Abstract

TLRs detect conserved molecular patterns that are unique to microbes, enabling tailored responses to invading pathogens and modulating a multitude of immunopathological conditions. We investigated the ability of a naturally occurring stearoyl-arachidonoyl form of phosphatidylserine (SAPS) to inhibit the proinflammatory effects of TLR agonists in models of inflammation investigating the interaction of leukocytes with epithelial and endothelial cells. The responses to LPS of both epithelial and endothelial cells were highly amplified in the presence of PBMCs. Coincubation with SAPS markedly inhibited activation of cocultures by LPS, principally through inhibition of the TLR4 signaling pathway in PBMCs; however, this was not through downmodulation of TLR4 or coreceptor expression, nor was IL-1beta-induced cytokine release affected. SAPS also impaired Pam(3)CSK(4) (TLR2/1), Gardiquimod (TLR7/8), and Streptococcus pneumoniae-induced cytokine release, but had only modest effects on poly(I:C) (TLR3)-induced responses.

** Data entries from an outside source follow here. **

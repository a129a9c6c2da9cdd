//! In-flight submission guard — one attempt per holding at a time.
//!
//! Each action attempt walks the per-holding phase machine:
//!
//! ```text
//!   Idle ──▶ Validating ──▶ Submitting ──▶ Success
//!              │   │            │
//!              │   └────────────┴────────▶ Error
//!              └──▶ Idle  (confirmation declined)
//! ```
//!
//! Starting an attempt while another one for the same holding is
//! `Validating` or `Submitting` returns
//! [`ConsignError::SubmissionInFlight`]. Finished phases are remembered
//! for observation in a bounded, oldest-first evicting record.

use std::collections::{HashMap, VecDeque};
use std::sync::{Mutex, MutexGuard, PoisonError};

use consign_types::{ConsignError, HoldingId, Result};

/// Phase of the most recent action attempt on a holding.
#[derive(Debug, Clone, Copy, PartialEq, Eq, Default)]
pub enum ActionPhase {
    #[default]
    Idle,
    Validating,
    Submitting,
    Success,
    Error,
}

impl ActionPhase {
    /// Whether an attempt is still running.
    #[must_use]
    pub fn is_active(self) -> bool {
        matches!(self, Self::Validating | Self::Submitting)
    }

    #[must_use]
    pub fn can_transition_to(self, target: Self) -> bool {
        matches!(
            (self, target),
            (Self::Idle | Self::Success | Self::Error, Self::Validating)
                | (Self::Validating, Self::Submitting | Self::Error | Self::Idle)
                | (Self::Submitting, Self::Success | Self::Error)
        )
    }
}

#[derive(Debug, Default)]
struct Phases {
    current: HashMap<HoldingId, ActionPhase>,
    /// Holdings in a finished phase, oldest first.
    finished: VecDeque<HoldingId>,
}

/// Tracks the action phase of every holding touched by an orchestrator.
#[derive(Debug)]
pub struct InFlightGuard {
    phases: Mutex<Phases>,
    max_finished: usize,
}

impl InFlightGuard {
    /// Create a guard remembering at most `max_finished` finished attempts.
    ///
    /// # Panics
    /// Panics if `max_finished` is zero.
    pub fn new(max_finished: usize) -> Self {
        assert!(max_finished > 0, "InFlightGuard max_finished must be > 0");
        Self {
            phases: Mutex::new(Phases::default()),
            max_finished,
        }
    }

    fn phases(&self) -> MutexGuard<'_, Phases> {
        self.phases.lock().unwrap_or_else(PoisonError::into_inner)
    }

    /// Current phase of `holding`; `Idle` when never touched or evicted.
    pub fn phase(&self, holding: &HoldingId) -> ActionPhase {
        self.phases()
            .current
            .get(holding)
            .copied()
            .unwrap_or_default()
    }

    /// Start an attempt on `holding`.
    ///
    /// # Errors
    /// Returns [`ConsignError::SubmissionInFlight`] if an attempt on the
    /// same holding is still active.
    pub fn begin(&self, holding: &HoldingId) -> Result<Attempt<'_>> {
        let mut phases = self.phases();
        if phases
            .current
            .get(holding)
            .is_some_and(|phase| phase.is_active())
        {
            return Err(ConsignError::SubmissionInFlight(holding.clone()));
        }
        phases.finished.retain(|id| id != holding);
        phases
            .current
            .insert(holding.clone(), ActionPhase::Validating);
        Ok(Attempt {
            guard: self,
            holding: holding.clone(),
            done: false,
        })
    }

    fn set(&self, holding: &HoldingId, next: ActionPhase) {
        let mut phases = self.phases();
        let previous = phases.current.get(holding).copied().unwrap_or_default();
        if !previous.can_transition_to(next) {
            tracing::warn!(
                holding = %holding,
                from = ?previous,
                to = ?next,
                "Ignoring illegal action phase transition"
            );
            return;
        }

        match next {
            ActionPhase::Idle => {
                phases.current.remove(holding);
            }
            ActionPhase::Success | ActionPhase::Error => {
                phases.current.insert(holding.clone(), next);
                phases.finished.push_back(holding.clone());
                while phases.finished.len() > self.max_finished {
                    if let Some(oldest) = phases.finished.pop_front() {
                        phases.current.remove(&oldest);
                    }
                }
            }
            ActionPhase::Validating | ActionPhase::Submitting => {
                phases.current.insert(holding.clone(), next);
            }
        }
    }

    /// Number of holdings with an active attempt.
    pub fn active_count(&self) -> usize {
        self.phases()
            .current
            .values()
            .filter(|phase| phase.is_active())
            .count()
    }
}

/// A running attempt. Dropping it unfinished records `Error`.
#[derive(Debug)]
pub struct Attempt<'a> {
    guard: &'a InFlightGuard,
    holding: HoldingId,
    done: bool,
}

impl Attempt<'_> {
    /// Validation passed; the request is about to go out.
    pub fn submitting(&self) {
        self.guard.set(&self.holding, ActionPhase::Submitting);
    }

    pub fn succeed(mut self) {
        self.finish(ActionPhase::Success);
    }

    /// The user declined; the holding returns to `Idle`.
    pub fn abandon(mut self) {
        self.finish(ActionPhase::Idle);
    }

    fn finish(&mut self, phase: ActionPhase) {
        self.done = true;
        self.guard.set(&self.holding, phase);
    }
}

impl Drop for Attempt<'_> {
    fn drop(&mut self) {
        if !self.done {
            self.finish(ActionPhase::Error);
        }
    }
}
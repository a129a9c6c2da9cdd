//! Error types for the consignment engine.
//!
//! All errors use the `CS_ERR_` prefix convention for easy grepping in logs.
//! Error codes are grouped by subsystem:
//! - 1xx: Ineligibility (business-rule rejections)
//! - 2xx: Data integrity
//! - 3xx: Validation
//! - 4xx: Remote / transport
//! - 8xx: Submission guard
//! - 9xx: Configuration / internal errors

use rust_decimal::Decimal;
use thiserror::Error;

use crate::HoldingId;

/// Coarse error taxonomy used by callers to decide how to present a failure.
#[derive(Debug, Clone, Copy, PartialEq, Eq, Hash)]
pub enum ErrorKind {
    /// A business rule rejected the action. Never retried automatically.
    Ineligible,
    /// Upstream data is defective (e.g. no resolvable identifier).
    DataIntegrity,
    /// A computed value failed validation (e.g. non-positive price).
    Validation,
    /// Network failure or server-reported failure.
    Remote,
    /// Invalid engine configuration.
    Configuration,
    /// Unexpected internal state.
    Internal,
}

/// Central error enum for all consignment operations.
#[derive(Debug, Error)]
pub enum ConsignError {
    // =================================================================
    // Ineligibility (1xx)
    // =================================================================
    // Blocker variants carry the id only when the holding has one.
    /// The holding is already handed over to the market.
    #[error("CS_ERR_100: Holding {} is already in consignment", holding_ref(.0.as_ref()))]
    AlreadyConsigning(Option<HoldingId>),

    /// The holding has been sold; no further transfer is possible.
    #[error("CS_ERR_101: Holding {} is already sold", holding_ref(.0.as_ref()))]
    AlreadySold(Option<HoldingId>),

    /// The holding's rights have been delivered; no further transfer is possible.
    #[error("CS_ERR_102: Holding {} is already delivered", holding_ref(.0.as_ref()))]
    AlreadyDelivered(Option<HoldingId>),

    /// The lock window after acquisition has not elapsed yet.
    #[error("CS_ERR_103: Lock window active for holding {holding}: {hours_remaining}h remaining")]
    LockWindowActive {
        holding: HoldingId,
        hours_remaining: u32,
    },

    /// The backend refused consignment without quoting a remaining time.
    #[error("CS_ERR_104: Consignment not permitted for holding {0}")]
    ConsignmentNotPermitted(HoldingId),

    /// The actor holds no voucher bound to the holding's session and zone.
    #[error("CS_ERR_105: No eligible voucher for holding {0}")]
    NoEligibleVoucher(HoldingId),

    // =================================================================
    // Data integrity (2xx)
    // =================================================================
    /// None of the holding's identifiers resolved.
    #[error("CS_ERR_200: Holding identifier unresolvable ({context})")]
    UnresolvableHolding { context: String },

    // =================================================================
    // Validation (3xx)
    // =================================================================
    /// The consignment price is non-finite or not strictly positive.
    #[error("CS_ERR_300: Invalid consignment price for holding {holding}: {price:?}")]
    InvalidPrice {
        holding: HoldingId,
        price: Option<Decimal>,
    },

    /// The holding carries no acquisition price to derive a listing price from.
    #[error("CS_ERR_301: Missing acquisition price for holding {0}")]
    MissingBuyPrice(HoldingId),

    // =================================================================
    // Remote (4xx)
    // =================================================================
    /// The request did not complete (network, decoding, timeout).
    #[error("CS_ERR_400: Transport failure: {reason}")]
    Transport { reason: String },

    /// The server processed the request and reported failure.
    #[error("CS_ERR_401: Remote rejected request: {}", .message.as_deref().unwrap_or("no message"))]
    RemoteRejected { message: Option<String> },

    // =================================================================
    // Submission guard (8xx)
    // =================================================================
    /// A submission for this holding is already in flight.
    #[error("CS_ERR_800: Submission already in flight for holding {0}")]
    SubmissionInFlight(HoldingId),

    // =================================================================
    // Configuration / Internal (9xx)
    // =================================================================
    /// Unrecoverable internal error.
    #[error("CS_ERR_900: Internal error: {0}")]
    Internal(String),

    /// Serialization / deserialization error.
    #[error("CS_ERR_901: Serialization error: {0}")]
    Serialization(String),

    /// Configuration error (invalid config file, out-of-range values, etc.).
    #[error("CS_ERR_902: Configuration error: {0}")]
    Configuration(String),
}

impl ConsignError {
    /// Classify the error into the engine's taxonomy.
    #[must_use]
    pub fn kind(&self) -> ErrorKind {
        match self {
            Self::AlreadyConsigning(_)
            | Self::AlreadySold(_)
            | Self::AlreadyDelivered(_)
            | Self::LockWindowActive { .. }
            | Self::ConsignmentNotPermitted(_)
            | Self::NoEligibleVoucher(_)
            | Self::SubmissionInFlight(_) => ErrorKind::Ineligible,
            Self::UnresolvableHolding { .. } => ErrorKind::DataIntegrity,
            Self::InvalidPrice { .. } | Self::MissingBuyPrice(_) => ErrorKind::Validation,
            Self::Transport { .. } | Self::RemoteRejected { .. } => ErrorKind::Remote,
            Self::Configuration(_) => ErrorKind::Configuration,
            Self::Internal(_) | Self::Serialization(_) => ErrorKind::Internal,
        }
    }

    /// Text suitable for a user-facing toast.
    ///
    /// Server-provided messages are passed through verbatim; everything else
    /// maps to a short reason without internal codes.
    #[must_use]
    pub fn user_message(&self) -> String {
        match self {
            Self::AlreadyConsigning(_) => "This item is already being consigned".to_string(),
            Self::AlreadySold(_) => "This item has already been sold".to_string(),
            Self::AlreadyDelivered(_) => "This item has already been delivered".to_string(),
            Self::LockWindowActive {
                hours_remaining, ..
            } => format!("Holding time not yet elapsed, about {hours_remaining} hour(s) remaining"),
            Self::ConsignmentNotPermitted(_) => {
                "This item cannot be consigned right now".to_string()
            }
            Self::NoEligibleVoucher(_) => {
                "No eligible voucher for this item's session and zone".to_string()
            }
            Self::UnresolvableHolding { .. } => {
                "Item data is incomplete, please refresh and try again".to_string()
            }
            Self::InvalidPrice { .. } | Self::MissingBuyPrice(_) => {
                "Invalid consignment price".to_string()
            }
            Self::RemoteRejected {
                message: Some(message),
            } if !message.trim().is_empty() => message.clone(),
            Self::SubmissionInFlight(_) => "A submission is already in progress".to_string(),
            Self::Transport { .. }
            | Self::RemoteRejected { .. }
            | Self::Internal(_)
            | Self::Serialization(_)
            | Self::Configuration(_) => "Operation failed, please try again later".to_string(),
        }
    }
}

fn holding_ref(holding: Option<&HoldingId>) -> String {
    holding.map_or_else(|| "(no id)".to_string(), ToString::to_string)
}

/// Crate-wide `Result` alias.
pub type Result<T> = std::result::Result<T, ConsignError>;

impl From<serde_json::Error> for ConsignError {
    fn from(err: serde_json::Error) -> Self {
        Self::Serialization(err.to_string())
    }
}

#[cfg(test)]
mod tests {
    use super::*;

    #[test]
    fn error_display_contains_prefix() {
        let err = ConsignError::AlreadySold(Some(HoldingId::new("h-1")));
        let msg = format!("{err}");
        assert!(msg.starts_with("CS_ERR_101"), "Got: {msg}");
        assert!(msg.contains("h-1"));
    }

    #[test]
    fn blocker_without_id_says_so() {
        let msg = ConsignError::AlreadyDelivered(None).to_string();
        assert_eq!(msg, "CS_ERR_102: Holding (no id) is already delivered");
    }

    #[test]
    fn lock_window_display() {
        let err = ConsignError::LockWindowActive {
            holding: HoldingId::new("h-2"),
            hours_remaining: 5,
        };
        let msg = format!("{err}");
        assert!(msg.contains("CS_ERR_103"));
        assert!(msg.contains("5h"));
        assert!(err.user_message().contains('5'));
    }

    #[test]
    fn remote_message_passes_through() {
        let err = ConsignError::RemoteRejected {
            message: Some("market closed".into()),
        };
        assert_eq!(err.user_message(), "market closed");

        let blank = ConsignError::RemoteRejected {
            message: Some("  ".into()),
        };
        assert_eq!(blank.user_message(), "Operation failed, please try again later");
    }

    #[test]
    fn taxonomy() {
        assert_eq!(
            ConsignError::NoEligibleVoucher(HoldingId::new("a")).kind(),
            ErrorKind::Ineligible
        );
        assert_eq!(
            ConsignError::UnresolvableHolding {
                context: "x".into()
            }
            .kind(),
            ErrorKind::DataIntegrity
        );
        assert_eq!(
            ConsignError::InvalidPrice {
                holding: HoldingId::new("a"),
                price: None,
            }
            .kind(),
            ErrorKind::Validation
        );
        assert_eq!(
            ConsignError::Transport {
                reason: "timeout".into()
            }
            .kind(),
            ErrorKind::Remote
        );
    }

    #[test]
    fn all_errors_have_cs_err_prefix() {
        let errors: Vec<Box<dyn std::error::Error>> = vec![
            Box::new(ConsignError::AlreadyConsigning(Some(HoldingId::new("a")))),
            Box::new(ConsignError::SubmissionInFlight(HoldingId::new("a"))),
            Box::new(ConsignError::RemoteRejected { message: None }),
            Box::new(ConsignError::Internal("test".into())),
            Box::new(ConsignError::Configuration("bad".into())),
        ];
        for err in errors {
            let msg = format!("{err}");
            assert!(
                msg.starts_with("CS_ERR_"),
                "Error missing CS_ERR_ prefix: {msg}"
            );
        }
    }
}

Fluorescence resonance energy transfer analysis of molecular associations revealed that SAPS disrupted the association of both TLR4 and TLR2 with their respective membrane partners that are required for signaling. Thus, our data reinforce the existence and importance of cooperative networks of TLRs, tissue cells, and leukocytes in mediating innate immunity, and identify a novel disrupter of membrane microdomains, revealing the dependence of TLR signaling on localization within these domains.